Task instructions
The lines to copy are those with "impl" in them. Pull each one from the entries below.

Stored data entries
'''
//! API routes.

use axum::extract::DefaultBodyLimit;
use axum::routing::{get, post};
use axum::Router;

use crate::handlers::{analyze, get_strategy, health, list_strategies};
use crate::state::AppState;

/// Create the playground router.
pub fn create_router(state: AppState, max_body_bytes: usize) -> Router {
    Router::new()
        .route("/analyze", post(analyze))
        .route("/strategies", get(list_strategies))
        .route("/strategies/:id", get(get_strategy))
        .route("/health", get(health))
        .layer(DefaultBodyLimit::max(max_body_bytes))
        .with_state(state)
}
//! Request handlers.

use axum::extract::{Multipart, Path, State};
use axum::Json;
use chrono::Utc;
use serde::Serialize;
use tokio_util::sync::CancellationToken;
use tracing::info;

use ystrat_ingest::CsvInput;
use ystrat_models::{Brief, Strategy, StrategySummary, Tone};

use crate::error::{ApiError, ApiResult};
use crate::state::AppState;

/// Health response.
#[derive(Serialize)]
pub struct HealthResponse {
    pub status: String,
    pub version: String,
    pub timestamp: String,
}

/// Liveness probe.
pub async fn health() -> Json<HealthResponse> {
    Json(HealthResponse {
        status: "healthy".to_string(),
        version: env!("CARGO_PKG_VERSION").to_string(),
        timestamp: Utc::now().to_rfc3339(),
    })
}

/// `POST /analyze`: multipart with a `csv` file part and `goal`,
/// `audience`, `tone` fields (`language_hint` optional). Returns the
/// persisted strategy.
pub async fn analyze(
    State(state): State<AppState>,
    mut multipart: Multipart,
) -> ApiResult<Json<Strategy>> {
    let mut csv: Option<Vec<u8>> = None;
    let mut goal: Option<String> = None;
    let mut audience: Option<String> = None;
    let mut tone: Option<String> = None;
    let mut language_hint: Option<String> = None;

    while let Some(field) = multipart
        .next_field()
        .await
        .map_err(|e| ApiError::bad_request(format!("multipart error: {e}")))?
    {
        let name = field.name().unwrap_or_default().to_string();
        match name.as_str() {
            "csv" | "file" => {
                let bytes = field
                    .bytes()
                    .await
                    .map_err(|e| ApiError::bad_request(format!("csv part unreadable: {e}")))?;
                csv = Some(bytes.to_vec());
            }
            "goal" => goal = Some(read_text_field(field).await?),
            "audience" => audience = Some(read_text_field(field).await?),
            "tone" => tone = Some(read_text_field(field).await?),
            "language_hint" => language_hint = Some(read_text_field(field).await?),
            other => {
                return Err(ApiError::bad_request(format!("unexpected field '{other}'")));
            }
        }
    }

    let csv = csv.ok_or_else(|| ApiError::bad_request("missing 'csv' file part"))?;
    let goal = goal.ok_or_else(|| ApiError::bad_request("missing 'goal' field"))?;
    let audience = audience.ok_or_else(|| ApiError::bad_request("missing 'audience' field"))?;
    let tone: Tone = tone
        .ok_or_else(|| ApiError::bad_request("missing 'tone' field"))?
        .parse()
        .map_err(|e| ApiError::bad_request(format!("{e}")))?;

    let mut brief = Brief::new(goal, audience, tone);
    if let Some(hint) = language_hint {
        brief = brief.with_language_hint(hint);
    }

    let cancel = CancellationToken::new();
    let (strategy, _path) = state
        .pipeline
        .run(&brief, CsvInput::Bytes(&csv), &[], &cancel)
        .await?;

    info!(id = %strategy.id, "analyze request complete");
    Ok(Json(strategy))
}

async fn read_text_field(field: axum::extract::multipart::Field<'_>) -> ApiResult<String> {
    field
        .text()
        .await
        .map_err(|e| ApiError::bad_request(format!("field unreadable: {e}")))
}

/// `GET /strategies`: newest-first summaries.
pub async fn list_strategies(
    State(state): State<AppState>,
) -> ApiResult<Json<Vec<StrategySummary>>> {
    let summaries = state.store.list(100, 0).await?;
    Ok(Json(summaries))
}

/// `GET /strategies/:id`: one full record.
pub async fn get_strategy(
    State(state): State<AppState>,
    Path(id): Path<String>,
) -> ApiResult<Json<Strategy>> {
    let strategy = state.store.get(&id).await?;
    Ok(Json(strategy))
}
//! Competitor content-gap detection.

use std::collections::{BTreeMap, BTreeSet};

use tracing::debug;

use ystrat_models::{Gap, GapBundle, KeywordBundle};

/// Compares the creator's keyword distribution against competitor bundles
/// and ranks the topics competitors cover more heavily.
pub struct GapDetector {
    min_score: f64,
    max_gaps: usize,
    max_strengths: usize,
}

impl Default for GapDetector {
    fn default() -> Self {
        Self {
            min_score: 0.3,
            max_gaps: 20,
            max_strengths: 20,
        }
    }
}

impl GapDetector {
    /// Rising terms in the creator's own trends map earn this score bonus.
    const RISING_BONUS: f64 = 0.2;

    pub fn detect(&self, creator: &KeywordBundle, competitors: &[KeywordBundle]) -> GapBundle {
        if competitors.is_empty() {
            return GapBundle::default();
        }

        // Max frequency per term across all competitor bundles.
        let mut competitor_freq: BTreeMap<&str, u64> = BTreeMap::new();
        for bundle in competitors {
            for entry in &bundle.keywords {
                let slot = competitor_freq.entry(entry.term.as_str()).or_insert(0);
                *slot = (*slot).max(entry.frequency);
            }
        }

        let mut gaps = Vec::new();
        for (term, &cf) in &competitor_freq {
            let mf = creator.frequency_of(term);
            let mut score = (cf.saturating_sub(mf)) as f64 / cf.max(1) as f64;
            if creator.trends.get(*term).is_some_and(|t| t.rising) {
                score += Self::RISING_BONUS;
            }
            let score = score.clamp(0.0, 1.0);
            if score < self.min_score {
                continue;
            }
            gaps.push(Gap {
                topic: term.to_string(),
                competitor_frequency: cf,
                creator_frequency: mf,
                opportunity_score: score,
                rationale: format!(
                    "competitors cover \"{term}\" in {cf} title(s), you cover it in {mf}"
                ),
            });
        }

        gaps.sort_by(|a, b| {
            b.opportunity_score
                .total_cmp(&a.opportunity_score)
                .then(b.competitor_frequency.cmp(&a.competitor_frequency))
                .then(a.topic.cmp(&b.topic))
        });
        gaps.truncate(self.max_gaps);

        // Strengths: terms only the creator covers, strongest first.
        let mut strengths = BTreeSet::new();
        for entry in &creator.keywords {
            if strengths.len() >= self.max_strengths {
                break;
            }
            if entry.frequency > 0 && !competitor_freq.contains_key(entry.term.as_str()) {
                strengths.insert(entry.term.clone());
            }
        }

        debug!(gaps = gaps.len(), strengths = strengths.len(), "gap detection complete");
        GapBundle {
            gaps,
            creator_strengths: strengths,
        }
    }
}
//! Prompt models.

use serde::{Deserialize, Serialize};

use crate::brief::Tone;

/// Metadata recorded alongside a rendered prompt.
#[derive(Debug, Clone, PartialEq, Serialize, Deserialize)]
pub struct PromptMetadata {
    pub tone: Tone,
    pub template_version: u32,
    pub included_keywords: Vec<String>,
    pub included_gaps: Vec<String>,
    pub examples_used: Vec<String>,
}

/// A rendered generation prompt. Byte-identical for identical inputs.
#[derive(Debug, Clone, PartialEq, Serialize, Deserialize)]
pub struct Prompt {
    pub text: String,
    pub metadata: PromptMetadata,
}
'''
'''
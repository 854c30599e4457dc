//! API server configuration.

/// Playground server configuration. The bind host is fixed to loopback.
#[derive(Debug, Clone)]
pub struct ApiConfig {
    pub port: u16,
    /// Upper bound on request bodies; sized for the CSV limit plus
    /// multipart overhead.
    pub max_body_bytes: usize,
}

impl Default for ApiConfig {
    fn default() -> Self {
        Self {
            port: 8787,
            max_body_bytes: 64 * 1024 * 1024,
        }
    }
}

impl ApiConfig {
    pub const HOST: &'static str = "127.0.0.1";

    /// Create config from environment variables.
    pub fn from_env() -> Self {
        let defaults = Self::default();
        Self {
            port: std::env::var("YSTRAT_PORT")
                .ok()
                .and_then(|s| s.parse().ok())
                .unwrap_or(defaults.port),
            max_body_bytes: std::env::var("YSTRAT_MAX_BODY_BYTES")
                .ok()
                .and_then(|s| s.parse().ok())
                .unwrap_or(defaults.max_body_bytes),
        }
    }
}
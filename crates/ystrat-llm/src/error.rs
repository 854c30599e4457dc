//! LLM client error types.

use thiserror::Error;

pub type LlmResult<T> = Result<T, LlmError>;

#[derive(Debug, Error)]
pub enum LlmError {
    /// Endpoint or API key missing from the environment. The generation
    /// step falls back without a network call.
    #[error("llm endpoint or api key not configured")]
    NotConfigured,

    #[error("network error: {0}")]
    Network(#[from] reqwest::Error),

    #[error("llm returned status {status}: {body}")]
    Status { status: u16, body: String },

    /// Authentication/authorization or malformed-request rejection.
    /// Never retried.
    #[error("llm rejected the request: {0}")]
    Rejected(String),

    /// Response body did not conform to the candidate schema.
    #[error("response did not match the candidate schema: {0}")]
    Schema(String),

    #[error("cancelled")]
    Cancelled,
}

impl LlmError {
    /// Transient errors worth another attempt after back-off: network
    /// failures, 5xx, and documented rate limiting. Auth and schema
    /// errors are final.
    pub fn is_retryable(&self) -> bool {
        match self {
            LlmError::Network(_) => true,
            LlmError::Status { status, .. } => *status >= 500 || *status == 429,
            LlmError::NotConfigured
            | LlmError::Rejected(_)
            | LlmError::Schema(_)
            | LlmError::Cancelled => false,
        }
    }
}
'''
'''
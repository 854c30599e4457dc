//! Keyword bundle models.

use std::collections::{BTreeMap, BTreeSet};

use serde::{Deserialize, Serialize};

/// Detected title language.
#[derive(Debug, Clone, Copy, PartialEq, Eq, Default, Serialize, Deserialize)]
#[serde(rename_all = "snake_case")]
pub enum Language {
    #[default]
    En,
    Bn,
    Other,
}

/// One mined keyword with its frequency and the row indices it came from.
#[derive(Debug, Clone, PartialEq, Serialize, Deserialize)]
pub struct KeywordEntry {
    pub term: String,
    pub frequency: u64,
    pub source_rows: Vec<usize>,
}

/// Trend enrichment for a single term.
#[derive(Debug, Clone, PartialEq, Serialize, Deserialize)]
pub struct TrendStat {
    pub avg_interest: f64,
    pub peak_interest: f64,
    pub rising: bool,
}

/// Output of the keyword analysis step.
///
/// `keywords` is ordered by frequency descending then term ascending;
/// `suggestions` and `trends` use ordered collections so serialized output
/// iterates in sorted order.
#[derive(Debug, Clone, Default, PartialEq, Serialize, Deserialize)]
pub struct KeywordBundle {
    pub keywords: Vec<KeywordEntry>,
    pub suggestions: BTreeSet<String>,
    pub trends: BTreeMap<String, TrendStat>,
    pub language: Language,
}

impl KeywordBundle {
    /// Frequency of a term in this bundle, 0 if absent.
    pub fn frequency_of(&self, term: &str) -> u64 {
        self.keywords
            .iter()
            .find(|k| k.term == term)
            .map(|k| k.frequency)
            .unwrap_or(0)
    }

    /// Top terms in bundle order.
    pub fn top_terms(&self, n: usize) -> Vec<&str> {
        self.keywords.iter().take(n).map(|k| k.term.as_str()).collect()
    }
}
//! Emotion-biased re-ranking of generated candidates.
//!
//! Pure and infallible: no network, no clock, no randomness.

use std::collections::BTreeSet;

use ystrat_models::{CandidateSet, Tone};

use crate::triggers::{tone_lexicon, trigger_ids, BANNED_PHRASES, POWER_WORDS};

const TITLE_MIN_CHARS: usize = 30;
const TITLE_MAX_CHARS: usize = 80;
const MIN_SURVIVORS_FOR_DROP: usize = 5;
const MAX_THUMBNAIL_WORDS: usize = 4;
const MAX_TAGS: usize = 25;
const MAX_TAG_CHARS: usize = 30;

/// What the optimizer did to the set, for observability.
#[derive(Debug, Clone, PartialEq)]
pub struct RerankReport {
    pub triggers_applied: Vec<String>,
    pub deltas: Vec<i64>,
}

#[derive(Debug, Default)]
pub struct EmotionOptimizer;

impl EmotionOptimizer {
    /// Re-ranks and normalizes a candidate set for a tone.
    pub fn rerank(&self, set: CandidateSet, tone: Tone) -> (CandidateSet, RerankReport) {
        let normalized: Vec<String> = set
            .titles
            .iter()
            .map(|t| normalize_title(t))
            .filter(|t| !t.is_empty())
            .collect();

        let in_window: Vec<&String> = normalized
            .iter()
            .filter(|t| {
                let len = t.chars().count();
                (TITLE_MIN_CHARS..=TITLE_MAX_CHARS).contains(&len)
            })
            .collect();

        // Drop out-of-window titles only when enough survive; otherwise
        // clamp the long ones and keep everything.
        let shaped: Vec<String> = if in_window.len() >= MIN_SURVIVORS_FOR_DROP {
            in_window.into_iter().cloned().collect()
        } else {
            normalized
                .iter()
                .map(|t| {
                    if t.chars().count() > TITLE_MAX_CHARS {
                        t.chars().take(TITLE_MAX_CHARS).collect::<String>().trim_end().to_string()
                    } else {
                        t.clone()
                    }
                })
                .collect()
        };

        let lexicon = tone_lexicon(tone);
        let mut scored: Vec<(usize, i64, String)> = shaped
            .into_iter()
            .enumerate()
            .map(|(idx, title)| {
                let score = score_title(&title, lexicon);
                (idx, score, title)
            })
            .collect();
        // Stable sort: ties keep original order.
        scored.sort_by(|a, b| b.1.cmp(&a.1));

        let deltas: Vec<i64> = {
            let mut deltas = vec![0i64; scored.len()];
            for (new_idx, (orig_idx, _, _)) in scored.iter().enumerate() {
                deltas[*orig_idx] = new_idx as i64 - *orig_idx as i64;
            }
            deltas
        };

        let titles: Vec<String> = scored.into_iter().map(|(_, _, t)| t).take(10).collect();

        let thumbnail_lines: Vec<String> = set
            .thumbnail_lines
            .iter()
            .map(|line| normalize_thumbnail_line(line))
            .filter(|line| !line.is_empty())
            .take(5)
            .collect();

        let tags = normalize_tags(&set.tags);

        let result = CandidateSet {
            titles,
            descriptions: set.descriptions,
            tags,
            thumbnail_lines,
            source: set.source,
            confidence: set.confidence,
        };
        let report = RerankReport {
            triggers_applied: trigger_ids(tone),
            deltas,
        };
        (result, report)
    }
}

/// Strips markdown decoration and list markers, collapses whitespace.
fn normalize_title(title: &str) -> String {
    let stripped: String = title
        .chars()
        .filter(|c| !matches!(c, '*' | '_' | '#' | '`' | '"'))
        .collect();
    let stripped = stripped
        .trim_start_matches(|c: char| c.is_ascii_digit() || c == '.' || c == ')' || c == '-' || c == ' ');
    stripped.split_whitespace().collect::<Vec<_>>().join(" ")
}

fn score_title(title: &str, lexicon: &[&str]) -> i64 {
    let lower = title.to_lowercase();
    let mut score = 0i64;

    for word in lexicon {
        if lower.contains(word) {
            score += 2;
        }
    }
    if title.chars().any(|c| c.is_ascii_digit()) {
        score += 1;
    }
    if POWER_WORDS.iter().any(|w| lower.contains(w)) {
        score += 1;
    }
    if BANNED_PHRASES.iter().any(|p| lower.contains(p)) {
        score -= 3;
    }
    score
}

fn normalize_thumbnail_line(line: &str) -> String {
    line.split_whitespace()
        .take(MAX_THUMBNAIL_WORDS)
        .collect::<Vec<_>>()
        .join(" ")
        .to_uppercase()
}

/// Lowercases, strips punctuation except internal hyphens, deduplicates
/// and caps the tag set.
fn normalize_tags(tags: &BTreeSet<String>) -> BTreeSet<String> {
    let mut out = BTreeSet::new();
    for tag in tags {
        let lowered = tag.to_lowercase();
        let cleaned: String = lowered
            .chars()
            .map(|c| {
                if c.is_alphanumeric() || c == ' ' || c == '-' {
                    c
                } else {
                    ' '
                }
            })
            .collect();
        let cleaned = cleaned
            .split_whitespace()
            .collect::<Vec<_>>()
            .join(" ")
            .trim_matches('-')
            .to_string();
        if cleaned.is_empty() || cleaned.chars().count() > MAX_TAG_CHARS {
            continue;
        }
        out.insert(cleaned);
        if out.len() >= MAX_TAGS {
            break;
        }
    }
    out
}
'''
Task answer
impl Default for GapDetector {
impl GapDetector {
impl Default for ApiConfig {
impl ApiConfig {
impl LlmError {
impl KeywordBundle {
impl EmotionOptimizer {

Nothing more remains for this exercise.